**PROBLEM REQUIREMENTS:**
Exactly and in full, give the records again.

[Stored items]
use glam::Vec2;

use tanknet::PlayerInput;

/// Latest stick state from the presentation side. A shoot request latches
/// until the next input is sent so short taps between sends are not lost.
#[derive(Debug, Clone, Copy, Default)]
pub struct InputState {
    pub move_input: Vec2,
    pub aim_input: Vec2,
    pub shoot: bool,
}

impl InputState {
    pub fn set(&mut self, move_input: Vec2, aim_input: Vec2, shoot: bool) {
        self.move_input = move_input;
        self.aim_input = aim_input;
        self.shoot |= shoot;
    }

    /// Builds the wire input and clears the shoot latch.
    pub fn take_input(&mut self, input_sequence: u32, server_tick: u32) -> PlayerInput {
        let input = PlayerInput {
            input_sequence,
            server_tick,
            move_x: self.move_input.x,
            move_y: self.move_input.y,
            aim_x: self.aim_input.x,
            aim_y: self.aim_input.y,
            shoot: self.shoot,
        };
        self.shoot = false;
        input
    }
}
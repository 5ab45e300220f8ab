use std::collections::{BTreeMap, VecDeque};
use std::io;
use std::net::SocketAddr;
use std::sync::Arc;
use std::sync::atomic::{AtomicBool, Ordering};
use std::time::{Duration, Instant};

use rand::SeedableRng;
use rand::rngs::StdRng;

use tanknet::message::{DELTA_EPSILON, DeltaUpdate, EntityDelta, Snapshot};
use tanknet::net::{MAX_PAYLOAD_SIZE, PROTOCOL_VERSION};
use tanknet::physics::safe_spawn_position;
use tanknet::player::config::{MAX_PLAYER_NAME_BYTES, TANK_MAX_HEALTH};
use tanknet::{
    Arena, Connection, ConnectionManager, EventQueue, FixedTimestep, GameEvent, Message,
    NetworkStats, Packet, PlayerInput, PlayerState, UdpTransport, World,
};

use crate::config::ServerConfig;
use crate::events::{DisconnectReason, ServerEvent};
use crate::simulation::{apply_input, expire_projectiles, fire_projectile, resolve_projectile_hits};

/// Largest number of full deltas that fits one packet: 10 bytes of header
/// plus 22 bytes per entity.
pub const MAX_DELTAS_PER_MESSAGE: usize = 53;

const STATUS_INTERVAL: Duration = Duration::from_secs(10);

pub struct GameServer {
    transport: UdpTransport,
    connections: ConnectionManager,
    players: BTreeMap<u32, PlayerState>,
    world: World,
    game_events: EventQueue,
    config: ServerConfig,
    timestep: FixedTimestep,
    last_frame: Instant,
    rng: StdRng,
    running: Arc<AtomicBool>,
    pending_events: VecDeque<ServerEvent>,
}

**ANSWER SECTION:**
use glam::Vec2;

use tanknet::PlayerInput;

/// Latest stick state from the presentation side. A shoot request latches
/// until the next input is sent so short taps between sends are not lost.
#[derive(Debug, Clone, Copy, Default)]
pub struct InputState {
    pub move_input: Vec2,
    pub aim_input: Vec2,
    pub shoot: bool,
}

impl InputState {
    pub fn set(&mut self, move_input: Vec2, aim_input: Vec2, shoot: bool) {
        self.move_input = move_input;
        self.aim_input = aim_input;
        self.shoot |= shoot;
    }

    /// Builds the wire input and clears the shoot latch.
    pub fn take_input(&mut self, input_sequence: u32, server_tick: u32) -> PlayerInput {
        let input = PlayerInput {
            input_sequence,
            server_tick,
            move_x: self.move_input.x,
            move_y: self.move_input.y,
            aim_x: self.aim_input.x,
            aim_y: self.aim_input.y,
            shoot: self.shoot,
        };
        self.shoot = false;
        input
    }
}
repository 5ab45e300220f8ab
use std::collections::{BTreeMap, VecDeque};
use std::io;
use std::net::SocketAddr;
use std::sync::Arc;
use std::sync::atomic::{AtomicBool, Ordering};
use std::time::{Duration, Instant};

use rand::SeedableRng;
use rand::rngs::StdRng;

use tanknet::message::{DELTA_EPSILON, DeltaUpdate, EntityDelta, Snapshot};
use tanknet::net::{MAX_PAYLOAD_SIZE, PROTOCOL_VERSION};
use tanknet::physics::safe_spawn_position;
use tanknet::player::config::{MAX_PLAYER_NAME_BYTES, TANK_MAX_HEALTH};
use tanknet::{
    Arena, Connection, ConnectionManager, EventQueue, FixedTimestep, GameEvent, Message,
    NetworkStats, Packet, PlayerInput, PlayerState, UdpTransport, World,
};

use crate::config::ServerConfig;
use crate::events::{DisconnectReason, ServerEvent};
use crate::simulation::{apply_input, expire_projectiles, fire_projectile, resolve_projectile_hits};

/// Largest number of full deltas that fits one packet: 10 bytes of header
/// plus 22 bytes per entity.
pub const MAX_DELTAS_PER_MESSAGE: usize = 53;

const STATUS_INTERVAL: Duration = Duration::from_secs(10);

pub struct GameServer {
    transport: UdpTransport,
    connections: ConnectionManager,
    players: BTreeMap<u32, PlayerState>,
    world: World,
    game_events: EventQueue,
    config: ServerConfig,
    timestep: FixedTimestep,
    last_frame: Instant,
    rng: StdRng,
    running: Arc<AtomicBool>,
    pending_events: VecDeque<ServerEvent>,
}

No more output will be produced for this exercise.